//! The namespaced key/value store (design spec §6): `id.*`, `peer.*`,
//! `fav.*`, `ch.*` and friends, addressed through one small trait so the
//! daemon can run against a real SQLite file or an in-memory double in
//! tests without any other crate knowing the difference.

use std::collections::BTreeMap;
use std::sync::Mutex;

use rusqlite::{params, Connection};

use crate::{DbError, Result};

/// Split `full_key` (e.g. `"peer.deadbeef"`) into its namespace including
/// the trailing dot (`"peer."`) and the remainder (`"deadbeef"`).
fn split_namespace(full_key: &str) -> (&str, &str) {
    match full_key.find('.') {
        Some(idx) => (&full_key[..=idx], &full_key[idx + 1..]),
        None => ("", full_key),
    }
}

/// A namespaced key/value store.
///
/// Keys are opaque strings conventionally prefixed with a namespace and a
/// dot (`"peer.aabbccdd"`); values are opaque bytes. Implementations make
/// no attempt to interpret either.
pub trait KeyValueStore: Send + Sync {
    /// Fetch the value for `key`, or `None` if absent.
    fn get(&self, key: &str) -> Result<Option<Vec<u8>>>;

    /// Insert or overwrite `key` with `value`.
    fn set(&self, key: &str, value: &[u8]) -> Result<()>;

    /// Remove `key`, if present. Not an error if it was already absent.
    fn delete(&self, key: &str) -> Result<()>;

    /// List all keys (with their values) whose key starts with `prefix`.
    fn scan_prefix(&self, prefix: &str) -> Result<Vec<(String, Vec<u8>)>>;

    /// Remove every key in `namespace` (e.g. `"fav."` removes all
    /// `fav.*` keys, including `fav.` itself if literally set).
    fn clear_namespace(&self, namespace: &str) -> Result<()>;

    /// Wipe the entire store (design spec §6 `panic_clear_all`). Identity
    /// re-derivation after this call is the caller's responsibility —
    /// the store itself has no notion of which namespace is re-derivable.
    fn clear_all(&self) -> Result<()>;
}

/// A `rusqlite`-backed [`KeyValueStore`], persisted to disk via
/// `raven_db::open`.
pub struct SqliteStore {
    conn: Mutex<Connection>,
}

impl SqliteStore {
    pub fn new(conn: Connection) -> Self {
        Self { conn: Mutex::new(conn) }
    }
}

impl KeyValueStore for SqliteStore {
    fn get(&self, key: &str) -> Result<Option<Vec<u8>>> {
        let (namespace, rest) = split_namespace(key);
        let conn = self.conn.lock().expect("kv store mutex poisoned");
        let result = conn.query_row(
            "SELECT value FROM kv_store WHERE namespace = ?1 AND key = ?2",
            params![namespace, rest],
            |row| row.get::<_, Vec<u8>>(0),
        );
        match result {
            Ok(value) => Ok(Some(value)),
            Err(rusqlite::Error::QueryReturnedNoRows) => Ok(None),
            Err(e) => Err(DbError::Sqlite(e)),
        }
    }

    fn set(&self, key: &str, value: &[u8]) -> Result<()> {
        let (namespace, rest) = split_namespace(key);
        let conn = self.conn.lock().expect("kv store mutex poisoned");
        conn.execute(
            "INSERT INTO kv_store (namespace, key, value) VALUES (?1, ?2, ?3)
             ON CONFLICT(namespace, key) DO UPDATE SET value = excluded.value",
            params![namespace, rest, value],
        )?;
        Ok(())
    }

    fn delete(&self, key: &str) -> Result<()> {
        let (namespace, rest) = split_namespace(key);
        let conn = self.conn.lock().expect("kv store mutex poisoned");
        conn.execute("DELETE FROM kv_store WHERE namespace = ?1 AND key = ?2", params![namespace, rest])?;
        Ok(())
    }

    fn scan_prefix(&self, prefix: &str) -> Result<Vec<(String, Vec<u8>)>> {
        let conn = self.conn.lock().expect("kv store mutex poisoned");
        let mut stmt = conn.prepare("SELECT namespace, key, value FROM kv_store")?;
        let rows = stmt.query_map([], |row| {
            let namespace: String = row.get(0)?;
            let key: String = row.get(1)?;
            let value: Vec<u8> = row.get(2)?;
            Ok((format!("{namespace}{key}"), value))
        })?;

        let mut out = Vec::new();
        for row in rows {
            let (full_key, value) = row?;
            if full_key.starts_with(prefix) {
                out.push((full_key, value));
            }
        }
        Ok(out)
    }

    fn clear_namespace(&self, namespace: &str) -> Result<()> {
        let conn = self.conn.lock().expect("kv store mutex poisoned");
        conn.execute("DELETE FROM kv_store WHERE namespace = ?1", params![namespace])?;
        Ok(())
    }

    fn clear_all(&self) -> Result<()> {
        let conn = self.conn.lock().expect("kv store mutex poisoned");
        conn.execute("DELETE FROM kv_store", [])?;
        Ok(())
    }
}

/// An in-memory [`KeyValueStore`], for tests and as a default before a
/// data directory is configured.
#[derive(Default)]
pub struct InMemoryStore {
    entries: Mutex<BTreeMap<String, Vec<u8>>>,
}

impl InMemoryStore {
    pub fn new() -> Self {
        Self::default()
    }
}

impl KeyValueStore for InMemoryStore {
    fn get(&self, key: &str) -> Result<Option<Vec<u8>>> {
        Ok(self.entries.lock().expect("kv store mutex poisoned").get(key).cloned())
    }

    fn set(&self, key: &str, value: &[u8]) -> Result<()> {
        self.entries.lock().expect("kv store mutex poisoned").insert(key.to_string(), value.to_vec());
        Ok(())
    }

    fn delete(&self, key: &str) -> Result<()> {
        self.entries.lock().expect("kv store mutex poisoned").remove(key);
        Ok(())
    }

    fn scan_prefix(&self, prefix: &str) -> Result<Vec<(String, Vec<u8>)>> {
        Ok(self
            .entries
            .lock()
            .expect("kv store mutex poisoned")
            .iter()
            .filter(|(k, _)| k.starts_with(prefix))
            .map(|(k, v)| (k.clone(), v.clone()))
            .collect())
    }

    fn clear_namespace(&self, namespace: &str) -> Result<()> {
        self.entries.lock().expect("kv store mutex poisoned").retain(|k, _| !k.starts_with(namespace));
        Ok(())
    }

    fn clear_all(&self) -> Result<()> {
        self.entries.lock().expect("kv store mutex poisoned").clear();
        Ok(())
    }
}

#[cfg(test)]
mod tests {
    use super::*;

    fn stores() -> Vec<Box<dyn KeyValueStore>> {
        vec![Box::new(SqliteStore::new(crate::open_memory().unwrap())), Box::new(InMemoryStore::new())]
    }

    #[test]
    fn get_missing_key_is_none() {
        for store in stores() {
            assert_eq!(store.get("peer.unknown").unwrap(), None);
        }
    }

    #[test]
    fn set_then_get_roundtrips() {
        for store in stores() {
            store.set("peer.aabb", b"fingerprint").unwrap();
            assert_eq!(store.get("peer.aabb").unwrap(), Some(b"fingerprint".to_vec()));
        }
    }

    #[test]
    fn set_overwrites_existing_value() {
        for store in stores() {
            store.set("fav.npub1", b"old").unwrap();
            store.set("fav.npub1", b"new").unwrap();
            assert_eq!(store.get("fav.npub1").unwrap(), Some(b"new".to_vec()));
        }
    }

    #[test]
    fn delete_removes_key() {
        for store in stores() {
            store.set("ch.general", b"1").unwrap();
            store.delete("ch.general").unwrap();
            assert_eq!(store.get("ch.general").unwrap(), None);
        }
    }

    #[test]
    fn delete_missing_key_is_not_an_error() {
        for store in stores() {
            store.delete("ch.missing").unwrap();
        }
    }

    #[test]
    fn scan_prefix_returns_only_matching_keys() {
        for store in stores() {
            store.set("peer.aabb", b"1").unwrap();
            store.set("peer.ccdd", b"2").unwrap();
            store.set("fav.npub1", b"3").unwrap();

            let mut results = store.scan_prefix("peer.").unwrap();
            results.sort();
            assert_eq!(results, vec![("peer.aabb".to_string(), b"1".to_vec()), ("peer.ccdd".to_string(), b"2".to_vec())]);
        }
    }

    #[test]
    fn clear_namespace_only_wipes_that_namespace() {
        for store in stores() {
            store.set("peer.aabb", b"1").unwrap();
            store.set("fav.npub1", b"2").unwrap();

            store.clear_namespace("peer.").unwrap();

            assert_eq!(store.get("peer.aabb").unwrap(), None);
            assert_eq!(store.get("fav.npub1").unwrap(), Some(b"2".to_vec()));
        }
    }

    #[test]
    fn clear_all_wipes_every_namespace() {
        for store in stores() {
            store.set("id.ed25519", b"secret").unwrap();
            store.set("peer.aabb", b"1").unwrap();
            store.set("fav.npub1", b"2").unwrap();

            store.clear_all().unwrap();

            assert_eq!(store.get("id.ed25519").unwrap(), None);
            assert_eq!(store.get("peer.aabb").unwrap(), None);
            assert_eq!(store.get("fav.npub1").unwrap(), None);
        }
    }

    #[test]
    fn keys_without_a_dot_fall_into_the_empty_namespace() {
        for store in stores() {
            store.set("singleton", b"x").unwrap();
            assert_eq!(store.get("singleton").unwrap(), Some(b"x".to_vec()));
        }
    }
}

+++++

In the entries above, count the lines that include "Connection" and write nothing but that number.

[Response area]
3